== Segment start ==

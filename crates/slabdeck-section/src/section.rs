//! Plane-mesh intersection, polyline chaining and 2D projection.

use std::collections::HashMap;

use slabdeck_math::{Point3, Tolerance, Vec3};
use slabdeck_mesh::{NodeRole, Scene, TriangleMesh};
use slabdeck_model::Solid;
use tracing::{debug, debug_span, warn};

use crate::error::{Result, SectionError};
use crate::types::{Point2D, SectionCurve, SectionEntity, SectionPlane, SectionScene};

// ============================================================================
// Plane-Triangle Intersection
// ============================================================================

/// Intersect a single triangle with a plane.
///
/// Returns 0, 1, or 2 intersection points. Vertices on the plane count as
/// intersection points. A triangle lying in the plane yields none; its
/// boundary edges come from the neighbouring faces that leave the plane.
fn intersect_triangle_with_plane(
    corners: [Point3; 3],
    plane_origin: &Point3,
    plane_normal: &Vec3,
    tol: f64,
) -> Vec<Point3> {
    let d = corners.map(|v| plane_normal.dot(&(v - plane_origin)));
    if d.iter().all(|dist| dist.abs() < tol) {
        return Vec::new();
    }

    let mut points: Vec<Point3> = Vec::with_capacity(3);
    let push_unique = |p: Point3, points: &mut Vec<Point3>| {
        if !points.iter().any(|q| (*q - p).norm() < tol) {
            points.push(p);
        }
    };

    for (v, dist) in corners.iter().zip(d) {
        if dist.abs() < tol {
            push_unique(*v, &mut points);
        }
    }

    for (a, b) in [(0, 1), (1, 2), (2, 0)] {
        let straddles = (d[a] > tol && d[b] < -tol) || (d[a] < -tol && d[b] > tol);
        if straddles {
            let t = d[a] / (d[a] - d[b]);
            push_unique(corners[a] + (corners[b] - corners[a]) * t, &mut points);
        }
    }

    points.truncate(2);
    points
}

/// Intersect a mesh with a plane, returning 3D line segments.
pub fn intersect_mesh_with_plane(
    mesh: &TriangleMesh,
    plane_origin: Point3,
    plane_normal: Vec3,
) -> Vec<(Point3, Point3)> {
    let normal = plane_normal.normalize();
    let tol = Tolerance::DEFAULT.linear;

    mesh.triangles()
        .filter_map(|tri| {
            let pts = intersect_triangle_with_plane(tri, &plane_origin, &normal, tol);
            (pts.len() == 2).then(|| (pts[0], pts[1]))
        })
        .collect()
}

// ============================================================================
// Segment Chaining
// ============================================================================

type PointKey = (i64, i64, i64);

/// Key for endpoint lookup with tolerance-based hashing.
fn point_key(p: &Point3, tolerance: f64) -> PointKey {
    let scale = 1.0 / tolerance;
    (
        (p.x * scale).round() as i64,
        (p.y * scale).round() as i64,
        (p.z * scale).round() as i64,
    )
}

/// Endpoint index: key -> (segment index, matched at segment end).
struct Adjacency<'a> {
    segments: &'a [(Point3, Point3)],
    by_key: HashMap<PointKey, Vec<(usize, bool)>>,
    used: Vec<bool>,
    tolerance: f64,
}

impl<'a> Adjacency<'a> {
    fn new(segments: &'a [(Point3, Point3)], tolerance: f64) -> Self {
        let mut by_key: HashMap<PointKey, Vec<(usize, bool)>> = HashMap::new();
        for (i, (p0, p1)) in segments.iter().enumerate() {
            by_key.entry(point_key(p0, tolerance)).or_default().push((i, false));
            by_key.entry(point_key(p1, tolerance)).or_default().push((i, true));
        }
        Self {
            segments,
            by_key,
            used: vec![false; segments.len()],
            tolerance,
        }
    }

    /// Take an unused segment touching `at` and return its far endpoint.
    fn take_next(&mut self, at: &Point3) -> Option<Point3> {
        let neighbors = self.by_key.get(&point_key(at, self.tolerance))?;
        let &(index, is_end) = neighbors.iter().find(|(i, _)| !self.used[*i])?;
        self.used[index] = true;
        let (s0, s1) = self.segments[index];
        Some(if is_end { s0 } else { s1 })
    }
}

/// Chain individual segments into continuous polylines.
///
/// Endpoints closer than `tolerance` (after quantization) are joined. Each
/// chain is grown forward from its seed segment, then backward.
pub fn chain_segments(segments: &[(Point3, Point3)], tolerance: f64) -> Vec<SectionEntity> {
    let mut adjacency = Adjacency::new(segments, tolerance);
    let mut entities = Vec::new();

    for (start, &(p0, p1)) in segments.iter().enumerate() {
        if adjacency.used[start] {
            continue;
        }
        adjacency.used[start] = true;

        let mut forward = vec![p0, p1];
        let mut current = p1;
        while let Some(next) = adjacency.take_next(&current) {
            forward.push(next);
            current = next;
        }

        let mut backward = Vec::new();
        let mut current = p0;
        while let Some(next) = adjacency.take_next(&current) {
            backward.push(next);
            current = next;
        }

        backward.reverse();
        backward.extend(forward);
        let mut chain = backward;

        let is_closed = chain.len() >= 3
            && matches!(
                (chain.first(), chain.last()),
                (Some(a), Some(b)) if (a - b).norm() < tolerance
            );
        if is_closed {
            chain.pop();
        }

        entities.push(SectionEntity::new(chain, is_closed));
    }

    entities
}

// ============================================================================
// 2D Projection
// ============================================================================

/// Project entities onto the cutting plane, returning 2D section curves.
///
/// Builds an orthonormal frame on the plane from the normal and up vectors:
/// `right = up × normal`, then up is recomputed as `normal × right`.
pub fn project_to_section_plane(
    entities: &[SectionEntity],
    plane: &SectionPlane,
) -> Vec<SectionCurve> {
    let normal = plane.normal_vec().normalize();
    let up = plane.up_vec().normalize();
    let origin = plane.origin_point();

    let right = up.cross(&normal).normalize();
    let actual_up = normal.cross(&right);

    let project = |p: &Point3| -> Point2D {
        let d = *p - origin;
        Point2D::new(d.dot(&right), d.dot(&actual_up))
    };

    entities
        .iter()
        .map(|e| SectionCurve::new(e.points.iter().map(&project).collect(), e.is_closed))
        .collect()
}

// ============================================================================
// Entry Points
// ============================================================================

fn checked_normal(normal: Vec3) -> Result<Vec3> {
    let norm = normal.norm();
    if !norm.is_finite() || norm < Tolerance::DEFAULT.linear {
        return Err(SectionError::DegeneratePlane([normal.x, normal.y, normal.z]));
    }
    Ok(normal / norm)
}

/// Cut a deck mesh with a plane and chain the pieces.
pub fn section_mesh(
    mesh: &TriangleMesh,
    plane_origin: Point3,
    plane_normal: Vec3,
) -> Result<Vec<SectionEntity>> {
    let normal = checked_normal(plane_normal)?;
    let segments = intersect_mesh_with_plane(mesh, plane_origin, normal);
    if segments.is_empty() {
        return Ok(Vec::new());
    }
    Ok(chain_segments(&segments, Tolerance::DEFAULT.chain))
}

/// Cut the deck of `solid` with the plane through `plane_origin`.
///
/// Only the deck mesh is sliced; markers and section-plane boxes are never
/// seen. A plane that misses the deck gives an empty list.
pub fn slice(
    solid: &Solid,
    plane_origin: Point3,
    plane_normal: Vec3,
) -> Result<Vec<SectionEntity>> {
    let _span = debug_span!("slice", origin = ?plane_origin.coords.as_slice()).entered();

    let entities = section_mesh(solid.deck(), plane_origin, plane_normal)?;
    if entities.is_empty() {
        warn!(
            normal = ?plane_normal.as_slice(),
            "section plane does not intersect the deck"
        );
    } else {
        debug!(
            entities = entities.len(),
            closed = entities.iter().filter(|e| e.is_closed).count(),
            "sliced deck"
        );
    }
    Ok(entities)
}

/// Slice with a [`SectionPlane`] and attach the solid's marker nodes.
pub fn section_solid(solid: &Solid, plane: &SectionPlane) -> Result<SectionScene> {
    let entities = slice(solid, plane.origin_point(), plane.normal_vec())?;

    let mut decoration = Scene::new("section_markers");
    for node in solid.scene.nodes_with_role(NodeRole::Marker) {
        decoration.nodes.push(node.clone());
    }

    Ok(SectionScene {
        plane: plane.clone(),
        entities,
        decoration,
    })
}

== Segment end ==

PROBLEM DETAILS: Please copy the lines in the records above between the one holding "for (a, b) in" and the one holding "intersect_triangle_with_plane(tri, &plane_origin, &normal, tol);", inclusive, exactly and with no other line.

RESPONSE BOX:
    for (a, b) in [(0, 1), (1, 2), (2, 0)] {
        let straddles = (d[a] > tol && d[b] < -tol) || (d[a] < -tol && d[b] > tol);
        if straddles {
            let t = d[a] / (d[a] - d[b]);
            push_unique(corners[a] + (corners[b] - corners[a]) * t, &mut points);
        }
    }

    points.truncate(2);
    points
}

/// Intersect a mesh with a plane, returning 3D line segments.
pub fn intersect_mesh_with_plane(
    mesh: &TriangleMesh,
    plane_origin: Point3,
    plane_normal: Vec3,
) -> Vec<(Point3, Point3)> {
    let normal = plane_normal.normalize();
    let tol = Tolerance::DEFAULT.linear;

    mesh.triangles()
        .filter_map(|tri| {
            let pts = intersect_triangle_with_plane(tri, &plane_origin, &normal, tol);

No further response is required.